* WORK REQUEST: What is needed is the number of lines below that contain the string "Configuration", with no other text.

DATASET EXCERPTS Start Marker

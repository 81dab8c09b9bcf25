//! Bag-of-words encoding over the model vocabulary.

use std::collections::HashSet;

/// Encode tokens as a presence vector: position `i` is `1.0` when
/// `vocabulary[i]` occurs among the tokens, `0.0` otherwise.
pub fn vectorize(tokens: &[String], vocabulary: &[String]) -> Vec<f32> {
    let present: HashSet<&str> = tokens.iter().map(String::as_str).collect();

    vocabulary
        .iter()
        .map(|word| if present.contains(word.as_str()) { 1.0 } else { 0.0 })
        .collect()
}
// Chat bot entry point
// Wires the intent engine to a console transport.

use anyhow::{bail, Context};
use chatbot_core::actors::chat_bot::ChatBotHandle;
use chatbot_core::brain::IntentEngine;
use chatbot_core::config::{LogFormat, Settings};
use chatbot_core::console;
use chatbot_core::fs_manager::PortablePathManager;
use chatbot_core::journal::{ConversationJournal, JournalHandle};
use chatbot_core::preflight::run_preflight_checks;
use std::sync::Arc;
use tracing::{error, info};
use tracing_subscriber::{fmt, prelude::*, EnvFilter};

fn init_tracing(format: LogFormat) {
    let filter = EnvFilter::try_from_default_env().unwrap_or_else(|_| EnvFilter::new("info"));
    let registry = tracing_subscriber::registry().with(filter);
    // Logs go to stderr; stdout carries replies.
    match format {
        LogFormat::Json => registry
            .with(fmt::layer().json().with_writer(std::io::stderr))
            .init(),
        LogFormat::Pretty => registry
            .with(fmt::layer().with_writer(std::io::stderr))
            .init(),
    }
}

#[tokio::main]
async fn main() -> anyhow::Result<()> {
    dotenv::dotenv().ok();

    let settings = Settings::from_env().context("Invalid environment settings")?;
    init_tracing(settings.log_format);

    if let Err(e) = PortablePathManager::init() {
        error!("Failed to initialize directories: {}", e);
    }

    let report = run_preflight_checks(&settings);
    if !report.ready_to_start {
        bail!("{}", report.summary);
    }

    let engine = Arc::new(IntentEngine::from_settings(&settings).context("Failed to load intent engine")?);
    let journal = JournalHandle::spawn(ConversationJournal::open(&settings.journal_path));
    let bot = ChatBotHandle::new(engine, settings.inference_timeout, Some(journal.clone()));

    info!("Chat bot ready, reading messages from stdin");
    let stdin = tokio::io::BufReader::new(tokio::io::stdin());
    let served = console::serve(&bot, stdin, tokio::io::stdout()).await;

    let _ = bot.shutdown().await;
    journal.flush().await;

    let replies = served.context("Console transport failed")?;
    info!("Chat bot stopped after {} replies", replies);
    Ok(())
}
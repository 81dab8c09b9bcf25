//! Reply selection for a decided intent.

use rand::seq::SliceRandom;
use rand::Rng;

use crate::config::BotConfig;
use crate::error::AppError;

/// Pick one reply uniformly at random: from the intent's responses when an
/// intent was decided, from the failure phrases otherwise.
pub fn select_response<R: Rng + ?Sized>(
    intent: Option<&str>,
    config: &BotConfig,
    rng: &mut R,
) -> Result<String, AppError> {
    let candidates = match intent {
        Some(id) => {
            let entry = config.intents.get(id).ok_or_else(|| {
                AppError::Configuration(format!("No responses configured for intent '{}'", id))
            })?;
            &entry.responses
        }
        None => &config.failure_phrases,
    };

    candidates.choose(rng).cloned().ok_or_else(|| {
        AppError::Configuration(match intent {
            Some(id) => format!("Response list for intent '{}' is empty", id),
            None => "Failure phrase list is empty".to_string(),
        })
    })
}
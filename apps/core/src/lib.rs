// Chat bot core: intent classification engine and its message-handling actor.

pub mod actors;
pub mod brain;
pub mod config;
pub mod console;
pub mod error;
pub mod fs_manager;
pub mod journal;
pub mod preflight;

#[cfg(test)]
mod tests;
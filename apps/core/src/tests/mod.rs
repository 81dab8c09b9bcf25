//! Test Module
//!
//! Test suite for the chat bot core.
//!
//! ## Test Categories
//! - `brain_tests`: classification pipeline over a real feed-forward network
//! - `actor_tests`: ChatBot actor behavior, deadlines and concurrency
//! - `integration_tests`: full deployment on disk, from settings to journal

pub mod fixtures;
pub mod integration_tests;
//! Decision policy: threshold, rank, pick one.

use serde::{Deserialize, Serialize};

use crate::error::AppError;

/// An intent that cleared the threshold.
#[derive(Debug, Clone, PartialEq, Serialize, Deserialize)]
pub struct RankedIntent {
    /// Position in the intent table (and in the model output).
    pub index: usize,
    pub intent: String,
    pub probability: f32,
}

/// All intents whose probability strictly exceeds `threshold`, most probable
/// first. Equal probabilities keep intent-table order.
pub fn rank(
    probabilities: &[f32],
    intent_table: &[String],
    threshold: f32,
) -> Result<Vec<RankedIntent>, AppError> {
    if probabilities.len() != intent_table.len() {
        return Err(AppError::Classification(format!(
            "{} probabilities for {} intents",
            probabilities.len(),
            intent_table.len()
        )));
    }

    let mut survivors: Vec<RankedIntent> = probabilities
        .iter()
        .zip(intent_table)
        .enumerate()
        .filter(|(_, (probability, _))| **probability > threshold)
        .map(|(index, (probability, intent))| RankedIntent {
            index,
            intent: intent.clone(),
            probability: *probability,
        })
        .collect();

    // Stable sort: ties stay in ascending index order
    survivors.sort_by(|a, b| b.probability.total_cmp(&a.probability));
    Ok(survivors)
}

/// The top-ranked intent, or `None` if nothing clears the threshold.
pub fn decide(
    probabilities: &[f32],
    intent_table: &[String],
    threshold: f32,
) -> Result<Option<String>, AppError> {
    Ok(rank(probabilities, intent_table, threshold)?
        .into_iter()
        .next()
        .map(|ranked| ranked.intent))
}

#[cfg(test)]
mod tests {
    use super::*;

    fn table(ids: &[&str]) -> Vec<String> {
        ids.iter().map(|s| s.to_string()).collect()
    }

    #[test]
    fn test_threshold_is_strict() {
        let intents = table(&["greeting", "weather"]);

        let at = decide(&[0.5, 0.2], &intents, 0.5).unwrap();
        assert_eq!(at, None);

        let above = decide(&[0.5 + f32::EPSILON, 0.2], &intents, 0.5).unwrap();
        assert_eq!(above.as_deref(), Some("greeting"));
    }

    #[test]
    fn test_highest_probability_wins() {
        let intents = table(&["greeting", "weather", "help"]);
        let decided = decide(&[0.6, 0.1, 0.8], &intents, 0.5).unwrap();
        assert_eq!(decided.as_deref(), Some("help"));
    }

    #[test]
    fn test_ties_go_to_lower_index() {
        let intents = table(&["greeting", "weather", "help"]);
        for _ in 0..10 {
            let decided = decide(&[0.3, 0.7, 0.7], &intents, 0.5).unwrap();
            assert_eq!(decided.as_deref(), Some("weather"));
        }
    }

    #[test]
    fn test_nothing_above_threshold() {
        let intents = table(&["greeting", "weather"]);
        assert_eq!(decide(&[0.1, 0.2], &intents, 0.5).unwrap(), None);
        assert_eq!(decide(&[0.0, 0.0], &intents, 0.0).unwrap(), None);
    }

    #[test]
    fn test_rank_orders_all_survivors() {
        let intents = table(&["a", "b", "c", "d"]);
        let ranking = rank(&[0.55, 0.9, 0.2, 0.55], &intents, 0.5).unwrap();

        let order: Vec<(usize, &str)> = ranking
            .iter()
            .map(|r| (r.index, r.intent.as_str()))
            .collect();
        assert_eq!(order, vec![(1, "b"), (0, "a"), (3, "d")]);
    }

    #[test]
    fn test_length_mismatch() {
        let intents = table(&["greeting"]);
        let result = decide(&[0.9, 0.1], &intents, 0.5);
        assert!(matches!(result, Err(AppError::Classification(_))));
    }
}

DATASET EXCERPTS End Marker

* EXERCISE ANSWER: 2